Если не мог быть сегодня на богослужении, то тем менее могу быть в Семинарии, хотя горло почти совсем хорошо к вечеру, так как болезнь захвачена в начале. А там с 6-ти часов вечера театр: представят сначала «Демьянову уху» Крылова, потом разыграют гоголевского «Ревизора». Говорят, будто роли хорошо выучили и приготовили. Полезно и в видах изучения русского языка, и в видах занятия гулевых дней не совсем пустым делом. Хотелось бы побыть и развлечься, но отказался за болезнью.
29 декабря 1903/11 января 1904. Понедельник.
30 декабря 1903/12 января 1904. Вторник.
Хандра от болезни, которая не улучшается, а напротив, кашель мучает нестерпимо, и чтение «Известий Восточного Института», присланных из Владивостока в миссийскую библиотеку. Есть интересные статьи о Китае и Японии; видно, что между студентами института, которые пишут статьи, есть даровитые молодые люди.

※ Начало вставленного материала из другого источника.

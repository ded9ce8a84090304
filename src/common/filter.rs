// Copyright 2023 Google LLC
//
// Licensed under the Apache License, Version 2.0 (the "License");
// you may not use this file except in compliance with the License.
// You may obtain a copy of the License at
//
//     https://www.apache.org/licenses/LICENSE-2.0
//
// Unless required by applicable law or agreed to in writing, software
// distributed under the License is distributed on an "AS IS" BASIS,
// WITHOUT WARRANTIES OR CONDITIONS OF ANY KIND, either express or implied.
// See the License for the specific language governing permissions and
// limitations under the License.

use serde::{Deserialize, Serialize};

use super::DiscoveredDevice;

/// Name fragments advertised by the arm firmware variants we know about.
pub const DEFAULT_NAME_KEYWORDS: [&str; 5] =
    ["esp", "u-arm", "uarm", "arduino", "bluetooth"];

/// Case-insensitive substring match on advertised device names.
#[derive(Clone, Debug, PartialEq, Eq, Serialize, Deserialize)]
pub struct NameFilter {
    keywords: Vec<String>,
}

impl NameFilter {
    pub fn new<I, S>(keywords: I) -> Self
    where
        I: IntoIterator<Item = S>,
        S: AsRef<str>,
    {
        NameFilter {
            keywords: keywords
                .into_iter()
                .map(|keyword| keyword.as_ref().to_lowercase())
                .collect(),
        }
    }

    pub fn keywords(&self) -> &[String] {
        &self.keywords
    }

    /// Nameless advertisements never match.
    pub fn matches(&self, name: Option<&str>) -> bool {
        let Some(name) = name else {
            return false;
        };
        let name = name.to_lowercase();
        self.keywords
            .iter()
            .any(|keyword| name.contains(&keyword.to_lowercase()))
    }

    pub fn matches_device(&self, device: &DiscoveredDevice) -> bool {
        self.matches(device.name())
    }
}

impl Default for NameFilter {
    fn default() -> Self {
        NameFilter::new(DEFAULT_NAME_KEYWORDS)
    }
}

31 декабря 1903/13 января 1904. Среда
До полудня – писание писем; после – чтение японских писем и поздравлений. Последних в этом году нисколько не меньше, чем прежде бывало. В письмах тоже тревожного ничего нет. Праздники проводили по Церквам как обычно: нигде уменьшения молящихся не было; напротив, многие Церкви хвалятся, что ныне гораздо более молящихся и торжественнее праздновалось.
Церковь в Масуда облюбовала своего катехизатора Илью Накагава в священники вместо умершего о. Павла Кагета и прислала прошение о рукоположении его для них. Отвечено им: «Пусть дождутся Собора, тогда будет определен священник на место умершего. Если же они хотят
Илью Накагава, то пусть до Собора сговорятся с другими Церквами ведения покойного о. Кагета о сем, ибо для одной такой малой Церкви, как в Масуда, священник не может быть поставлен, и пусть приготовят ручательство, что на содержание излюбленного священника будут давать ежемесячно 12 ен, так как Накагава получает от Миссии 18 ен, и больше Миссия ему дать не может; ему же, как многосемейному священнику, нужно в месяц содержания 30 ен». Но, конечно, это только pium disiderium Миссии. Где же это слыхано, чтоб японцы на содержание священника давали 12 ен ежемесячно? 12 сен, пожалуй, еще можно бы.
Ко всенощной доктор меня не пустил, говорит: «Если простуда горла усилится, то и болезнь ушей сделается трудней». Завтра к обедне тоже велел не ходить, а держаться безвыходно теплой комнаты. Плохое окончание года!